Lebenstraum des 71-Jährigen ist in Gefahr Mayer-Vorfelder gerät unter Druck

Am 9. Juli 2006 will Gerhard Mayer-Vorfelder in Berlin nach dem Finale der Fußball-Weltmeisterschaften zusammen mit der deutschen Mannschaft auf dem Podium stehen und den Himmel auf Erden erleben.

HB STUTTGART. So sieht sein Lebenstraum aus, doch der ist zur Zeit jeden Tag mehr gefährdet. Im Schiedsrichter-Skandal macht der DFB - Präsident keine gute Figur: Der 71-Jährige muss sich immer schärferer Angriffe erwehren, und als Krisenmanager bewährt sich eher der Geschäftsführende Präsident Theo Zwanziger als der "Affärenprofi" aus Stuttgart.
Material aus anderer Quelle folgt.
use std::fs::OpenOptions;

use menuguard_agent::bootstrap::load_menu;
use menuguard_agent::embedding::build_embedder;
use menuguard_agent::llm::HttpLlmClient;
use menuguard_core::config::{AppConfig, LoadOptions};
use serde::Serialize;

use crate::commands::{async_runtime, to_json, CommandResult, EXIT_CHECKS_FAILED};
use crate::logging::init_logging;

#[derive(Clone, Copy, Debug, PartialEq, Eq, Serialize)]
#[serde(rename_all = "snake_case")]
enum CheckStatus {
    Pass,
    Fail,
    Skipped,
}

#[derive(Debug, Serialize)]
struct DoctorCheck {
    name: &'static str,
    status: CheckStatus,
    details: String,
}

impl DoctorCheck {
    fn pass(name: &'static str, details: impl Into<String>) -> Self {
        Self { name, status: CheckStatus::Pass, details: details.into() }
    }

    fn fail(name: &'static str, details: impl Into<String>) -> Self {
        Self { name, status: CheckStatus::Fail, details: details.into() }
    }

    fn skipped(name: &'static str, details: impl Into<String>) -> Self {
        Self { name, status: CheckStatus::Skipped, details: details.into() }
    }
}

#[derive(Debug, Serialize)]
struct DoctorReport {
    command: &'static str,
    overall_status: CheckStatus,
    summary: String,
    checks: Vec<DoctorCheck>,
}

const CHECK_NAMES: [&str; 4] = ["menu_catalog", "embedding_backend", "llm_client", "event_log"];

pub fn run(options: LoadOptions, json_output: bool) -> CommandResult {
    let report = build_report(options);
    let exit_code = if report.overall_status == CheckStatus::Pass { 0 } else { EXIT_CHECKS_FAILED };

    if json_output {
        return CommandResult::raw(exit_code, to_json("doctor", &report));
    }
    CommandResult::raw(exit_code, render_human(&report))
}

fn build_report(options: LoadOptions) -> DoctorReport {
    let mut checks = Vec::new();

    match AppConfig::load(options) {
        Ok(config) => {
            init_logging(&config);
            checks
                .push(DoctorCheck::pass("config_validation", "configuration loaded and validated"));
            checks.push(check_menu(&config));
            checks.push(check_embedding(&config));
            checks.push(check_llm(&config));
            checks.push(check_event_log(&config));
        }
        Err(error) => {
            checks.push(DoctorCheck::fail("config_validation", error.to_string()));
            checks.extend(CHECK_NAMES.into_iter().map(|name| {
                DoctorCheck::skipped(name, "skipped because configuration did not load")
            }));
        }
    }

    let failed = checks.iter().any(|check| check.status == CheckStatus::Fail);
    let overall_status = if failed { CheckStatus::Fail } else { CheckStatus::Pass };
    let summary = if failed {
        "doctor: one or more readiness checks failed".to_string()
    } else {
        "doctor: all readiness checks passed".to_string()
    };

    DoctorReport { command: "doctor", overall_status, summary, checks }
}

fn check_menu(config: &AppConfig) -> DoctorCheck {
    match load_menu(&config.menu) {
        Ok(menu) => DoctorCheck::pass("menu_catalog", format!("{} items loaded", menu.len())),
        Err(error) => DoctorCheck::fail("menu_catalog", error.to_string()),
    }
}

/// Embeds one probe sentence, which reaches the backend for remote providers.
fn check_embedding(config: &AppConfig) -> DoctorCheck {
    let runtime = match async_runtime("doctor") {
        Ok(runtime) => runtime,
        Err(_) => {
            return DoctorCheck::fail("embedding_backend", "failed to initialize async runtime")
        }
    };

    let result = runtime.block_on(async {
        let embedder = build_embedder(&config.embedding).map_err(|error| error.to_string())?;
        embedder.embed("What is on the menu?").await.map_err(|error| error.to_string())
    });

    match result {
        Ok(vector) if vector.iter().any(|value| *value != 0.0) => DoctorCheck::pass(
            "embedding_backend",
            format!(
                "{:?} returned a {}-dimensional vector",
                config.embedding.provider,
                vector.len()
            ),
        ),
        Ok(_) => DoctorCheck::fail("embedding_backend", "probe sentence embedded to a zero vector"),
        Err(error) => DoctorCheck::fail("embedding_backend", error),
    }
}

/// Only validates the client settings; no completion is requested.
fn check_llm(config: &AppConfig) -> DoctorCheck {
    match HttpLlmClient::from_config(&config.llm) {
        Ok(client) => DoctorCheck::pass(
            "llm_client",
            format!(
                "{:?} model `{}` at {}",
                client.provider(),
                client.model(),
                config.llm.base_url.as_deref().unwrap_or("<unset>")
            ),
        ),
        Err(error) => DoctorCheck::fail("llm_client", format!("{error:#}")),
    }
}

fn check_event_log(config: &AppConfig) -> DoctorCheck {
    let Some(path) = &config.guardrails.event_log_path else {
        return DoctorCheck::skipped("event_log", "no event log path configured");
    };

    if let Some(parent) = path.parent().filter(|parent| !parent.as_os_str().is_empty()) {
        if let Err(error) = std::fs::create_dir_all(parent) {
            return DoctorCheck::fail(
                "event_log",
                format!("cannot create `{}`: {error}", parent.display()),
            );
        }
    }
    match OpenOptions::new().create(true).append(true).open(path) {
        Ok(_) => DoctorCheck::pass("event_log", format!("`{}` is writable", path.display())),
        Err(error) => {
            DoctorCheck::fail("event_log", format!("cannot open `{}`: {error}", path.display()))
        }
    }
}

fn render_human(report: &DoctorReport) -> String {
    let mut lines = vec![report.summary.clone()];

    for check in &report.checks {
        let marker = match check.status {
            CheckStatus::Pass => "ok",
            CheckStatus::Fail => "fail",
            CheckStatus::Skipped => "skip",
        };
        lines.push(format!("- [{marker}] {}: {}", check.name, check.details));
    }

    lines.join("\n")
}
Der Knackpunkt der Kritik an Mayer-Vorfelder: Das Schreiben des staatlichen Wettanbieters Oddset vom 23. August, in dem auf mögliche Unregelmäßigkeiten bei zwei von Robert Hoyzer geleiteten Spielen hingewiesen wurde, löste beim DFB nicht gerade Aktionismus aus. Mayer-Vorfelder war zu diesem Zeitpunkt noch alleiniger Verbandschef und hatte aufreibende Wochen mit der Suche nach einem neuen Bundestrainer hinter sich.

"MV hat damals von diesem Brief nichts gewusst", verteidigte Zwanziger seinen Amtskollegen. Warum nicht, blieb bislang unbeantwortet. Für Verwirrung sorgte Mayer-Vorfelder, als er am Sonntagabend in der ARD sagte: "Dass Oddset uns gewarnt hat, das stimmt nicht." Tags darauf versuchte der DFB zu korrigieren. Die Aussagen Mayer-Vorfelders seien "im Gesamtzusammenhang" nicht richtig wiedergegeben worden.

Nun prüft der DFB laut Zwanziger rechtliche Schritte gegen Medien, die ihm und Mayer-Vorfelder vorgeworfen haben, sie hätten die frühzeitigen Hinweise des Wettanbieters Oddset auf Unregelmäßigkeiten geleugnet oder verschleiern wollen. Gegen die Lawine an Kritik, die auf Mayer-Vorfelder zurollt, kann sich der Jurist mit diesen Warnungen nicht wehren.

"Tatenloser DFB: Niemand knöpfte sich Hoyzer vor", titelte am Mittwoch die "Frankfurter Allgemeine Zeitung". Und "Bild" schrieb über "DFB-Boss Mayer-Vorgestern": "Er hat seinen Laden nicht mehr im Griff." Bei den Pressekonferenzen in den letzten Tagen in der DFB - Zentrale in Frankfurt/Main hatte Zwanziger das Zepter in die Hand. Er sowie die "Sonderkommission Wett- und Spielmanipulationen" bilden in erster Linie das Krisenmanagement.

Mayer-Vorfelder sieht sich ohnehin lieber als der "Global Player" des DFB: Er ist Mitglied der Exekutivkomitees der FIFA und UEFA sowie Aufsichtsratsvorsitzender des WM-Organisationskomitees und hat seine Karriereplanung ganz auf die WM 2006 ausgerichtet. Doch beim Blick auf das Weltereignis stolpert der einstige Multi-Funktionär nun über die Fußfallen, die er möglicherweise vor der eigenen Haustür hat liegen lassen.

Als Fußball-Funktionär, CDU-Politiker und baden-württembergischer Finanzminister hat Mayer-Vorfelder wie kaum ein anderer Negativ- Schlagzeilen geprägt - und in seinen Ämtern überlebt: die Toto-Lotto- Affäre, den Steuerskandal um Steffi Graf, den Kokainfall um Christoph Daum. Wenn er kurz vor der WM im eigenen Lande sein Amt beim größten Sportfachverband der Welt verlieren würde, wäre dies seine größte Niederlage.